For this post I am assuming basic familiarity with HTML tags from your part, so I will not cover it. In case you need to brush up on HTML I recommend this short post:

Although not relevant to this post, I would like to define what a sovereign credit rating is for those of you not familiar with the term. From the website:

“Sovereign credit rating, is an evaluation made by a credit rating agency and evaluates the credit worthiness of the issuer (country or government) of debt.”

The Website

Once on the website, the layout is pretty straight forward. It lists all of the countries in its database with the latest ratings, in this case 2019 ratings, in a single table. Each country has a ‘[+]’ sign at the end, meaning that more information of the country is available by following the link. If you click on the country, you will be taken to the country’s page with its historical sovereign ratings. Alright, now that I know I can get all of the information I need for my project from this website, How do I get it into a pandas dataframe to be able to use it in my project?

Let’s start at the first page containing a table with all of the countries.

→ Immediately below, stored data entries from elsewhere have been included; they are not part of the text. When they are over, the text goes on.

//! Unit tests for the in-memory refresh token repository

use std::sync::Arc;

use chrono::{Duration, Utc};
use uuid::Uuid;

use crate::domain::entities::token::RefreshToken;
use crate::domain::value_objects::ClientContext;
use crate::errors::DomainError;
use crate::repositories::token::{MockRefreshTokenRepository, RefreshTokenRepository};

fn token_for(user_id: Uuid, hash: &str) -> RefreshToken {
    RefreshToken::new(
        user_id,
        hash.to_string(),
        Uuid::new_v4().to_string(),
        Duration::days(7),
        &ClientContext::default(),
    )
}

#[tokio::test]
async fn test_save_and_find_refresh_token() {
    let repo = MockRefreshTokenRepository::new();
    let token = token_for(Uuid::new_v4(), "test_hash");

    let saved = repo.save_refresh_token(token.clone()).await.unwrap();
    assert_eq!(saved.id, token.id);

    let found = repo.find_refresh_token("test_hash").await.unwrap().unwrap();
    assert_eq!(found, token);

    let by_jti = repo.find_by_jwt_id(&token.jwt_id).await.unwrap().unwrap();
    assert_eq!(by_jti.id, token.id);

    assert!(repo.find_refresh_token("missing").await.unwrap().is_none());
}

#[tokio::test]
async fn test_duplicate_hash_is_rejected() {
    let repo = MockRefreshTokenRepository::new();
    let user_id = Uuid::new_v4();

    repo.save_refresh_token(token_for(user_id, "same_hash")).await.unwrap();
    let result = repo.save_refresh_token(token_for(user_id, "same_hash")).await;

    assert!(result.is_err());
}

#[tokio::test]
async fn test_update_refresh_token() {
    let repo = MockRefreshTokenRepository::new();
    let mut token = token_for(Uuid::new_v4(), "hash");
    repo.save_refresh_token(token.clone()).await.unwrap();

    token.device_info = Some("Edge".to_string());
    repo.update_refresh_token(token.clone()).await.unwrap();

    let found = repo.find_refresh_token("hash").await.unwrap().unwrap();
    assert_eq!(found.device_info.as_deref(), Some("Edge"));

    let unknown = token_for(Uuid::new_v4(), "other");
    let result = repo.update_refresh_token(unknown).await;
    assert!(matches!(result, Err(DomainError::NotFound { .. })));
}

#[tokio::test]
async fn test_find_active_by_user_id_is_newest_first() {
    let repo = MockRefreshTokenRepository::new();
    let user_id = Uuid::new_v4();
    let now = Utc::now();

    for i in 0..3 {
        let mut token = token_for(user_id, &format!("hash_{}", i));
        token.created_at = now - Duration::minutes(10 - i);
        repo.save_refresh_token(token).await.unwrap();
    }
    let mut used = token_for(user_id, "used");
    used.mark_used(now);
    repo.save_refresh_token(used).await.unwrap();
    repo.save_refresh_token(token_for(Uuid::new_v4(), "other_user"))
        .await
        .unwrap();

    let active = repo.find_active_by_user_id(user_id, now).await.unwrap();
    let hashes: Vec<_> = active.iter().map(|t| t.token_hash.as_str()).collect();
    assert_eq!(hashes, vec!["hash_2", "hash_1", "hash_0"]);

    assert_eq!(repo.count_active_tokens(user_id, now).await.unwrap(), 3);
    assert_eq!(repo.find_all_by_user_id(user_id).await.unwrap().len(), 4);
}

#[tokio::test]
async fn test_mark_token_used_only_once() {
    let repo = MockRefreshTokenRepository::new();
    repo.save_refresh_token(token_for(Uuid::new_v4(), "hash")).await.unwrap();
    let now = Utc::now();

    assert!(repo.mark_token_used("hash", now).await.unwrap());
    assert!(!repo.mark_token_used("hash", now).await.unwrap());
    assert!(!repo.mark_token_used("missing", now).await.unwrap());

    let found = repo.find_refresh_token("hash").await.unwrap().unwrap();
    assert!(found.is_used);
    assert_eq!(found.used_at, Some(now));
}

#[tokio::test]
async fn test_mark_token_used_rejects_revoked_and_expired() {
    let repo = MockRefreshTokenRepository::new();
    let user_id = Uuid::new_v4();
    let now = Utc::now();

    repo.save_refresh_token(token_for(user_id, "revoked")).await.unwrap();
    repo.revoke_token("revoked", "logout", now).await.unwrap();

    let mut expired = token_for(user_id, "expired");
    expired.expires_at = now;
    repo.save_refresh_token(expired).await.unwrap();

    assert!(!repo.mark_token_used("revoked", now).await.unwrap());
    assert!(!repo.mark_token_used("expired", now).await.unwrap());
}

#[tokio::test(flavor = "multi_thread", worker_threads = 4)]
async fn test_concurrent_mark_token_used_has_single_winner() {
    let repo = Arc::new(MockRefreshTokenRepository::new());
    repo.save_refresh_token(token_for(Uuid::new_v4(), "contested"))
        .await
        .unwrap();

    let handles: Vec<_> = (0..16)
        .map(|_| {
            let repo = Arc::clone(&repo);
            tokio::spawn(async move { repo.mark_token_used("contested", Utc::now()).await })
        })
        .collect();

    let mut winners = 0;
    for handle in handles {
        if handle.await.unwrap().unwrap() {
            winners += 1;
        }
    }
    assert_eq!(winners, 1);
}

#[tokio::test]
async fn test_revoke_token() {
    let repo = MockRefreshTokenRepository::new();
    repo.save_refresh_token(token_for(Uuid::new_v4(), "test_hash"))
        .await
        .unwrap();
    let now = Utc::now();

    assert!(repo.revoke_token("test_hash", "logout", now).await.unwrap());
    assert!(!repo.revoke_token("test_hash", "logout", now).await.unwrap());
    assert!(!repo.revoke_token("nonexistent", "logout", now).await.unwrap());

    let found = repo.find_refresh_token("test_hash").await.unwrap().unwrap();
    assert!(found.is_revoked);
    assert_eq!(found.revoke_reason.as_deref(), Some("logout"));
    assert_eq!(found.revoked_at, Some(now));
}

#[tokio::test]
async fn test_revoke_all_user_tokens() {
    let repo = MockRefreshTokenRepository::new();
    let user_id = Uuid::new_v4();
    let other_user_id = Uuid::new_v4();

    for i in 0..3 {
        repo.save_refresh_token(token_for(user_id, &format!("hash_{}", i)))
            .await
            .unwrap();
    }
    repo.save_refresh_token(token_for(other_user_id, "other"))
        .await
        .unwrap();

    let revoked = repo
        .revoke_all_user_tokens(user_id, "logout all", Utc::now())
        .await
        .unwrap();
    assert_eq!(revoked, 3);

    // Tokens saved afterwards stay active
    repo.save_refresh_token(token_for(user_id, "fresh")).await.unwrap();
    let active = repo.find_active_by_user_id(user_id, Utc::now()).await.unwrap();
    assert_eq!(active.len(), 1);
    assert_eq!(active[0].token_hash, "fresh");

    assert_eq!(repo.count_active_tokens(other_user_id, Utc::now()).await.unwrap(), 1);
}

#[tokio::test]
async fn test_delete_expired_tokens() {
    let repo = MockRefreshTokenRepository::new();
    let user_id = Uuid::new_v4();
    let now = Utc::now();

    let mut expired = token_for(user_id, "expired");
    expired.expires_at = now - Duration::days(1);
    repo.save_refresh_token(expired).await.unwrap();

    let mut boundary = token_for(user_id, "boundary");
    boundary.expires_at = now;
    repo.save_refresh_token(boundary).await.unwrap();

    repo.save_refresh_token(token_for(user_id, "valid")).await.unwrap();

    let deleted = repo.delete_expired_tokens(now).await.unwrap();
    assert_eq!(deleted, 2);
    assert_eq!(repo.len().await, 1);
    assert!(repo.find_refresh_token("valid").await.unwrap().is_some());
}

#[tokio::test]
async fn test_unavailable_store_returns_internal_error() {
    let repo = MockRefreshTokenRepository::new();
    repo.set_unavailable(true);

    let result = repo.find_refresh_token("hash").await;
    assert!(matches!(result, Err(ref e) if e.is_internal()));
}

Depending on the browser you are using, the way to access the developer tools to inspect the websites code might be different. I am providing the following link where you can find how to access developer tools in your browser:

I am using Chrome, hence I usually highlight the element I’m most interested in, right click, and select the ‘inspect’ option. This will open up the developer tools and show that particular element’s location in the website.

Highlighted the first country in the table (United States) and inspected it in DevTools.

Great! Now we know that each each row in the table is a country. The first cell of each row is a link, <a> tag, with the href property pointing towards the country’s page. Example: <a href= “/ratings/usa”>United States [+]</a>

It makes sense to store each of the links as a tuple in a list containing all the links for each of the countries. Example: country_links = [(‘United States’, ‘/ratings/usa’),…]. In this way we could iterate through each of the elements and get each of the country’s ratings from their respective webpages.

Getting the Tuples List

First, we need to import the required libraries, BeatufulSoup, SoupStrainer, requests and pandas. BeautifulSoup is a Python library for pulling data out of HTML and XML files.The SoupStrainer allows you to choose which parts of an incoming document are parsed. Requests allow you to send HTTP/1.1 requests to access the response data, the website content in this case.

Let’s start by requesting the ratings’ website containing the table with all the countries and their respective links. From the image below, the table containing the information has the id= ‘tb1T’. Since this is the only element we need from the whole webpage, this will be the SoupStrainer’s parameter. Cutting off unnecessary information at the start makes finding the information you DO need easier down the line.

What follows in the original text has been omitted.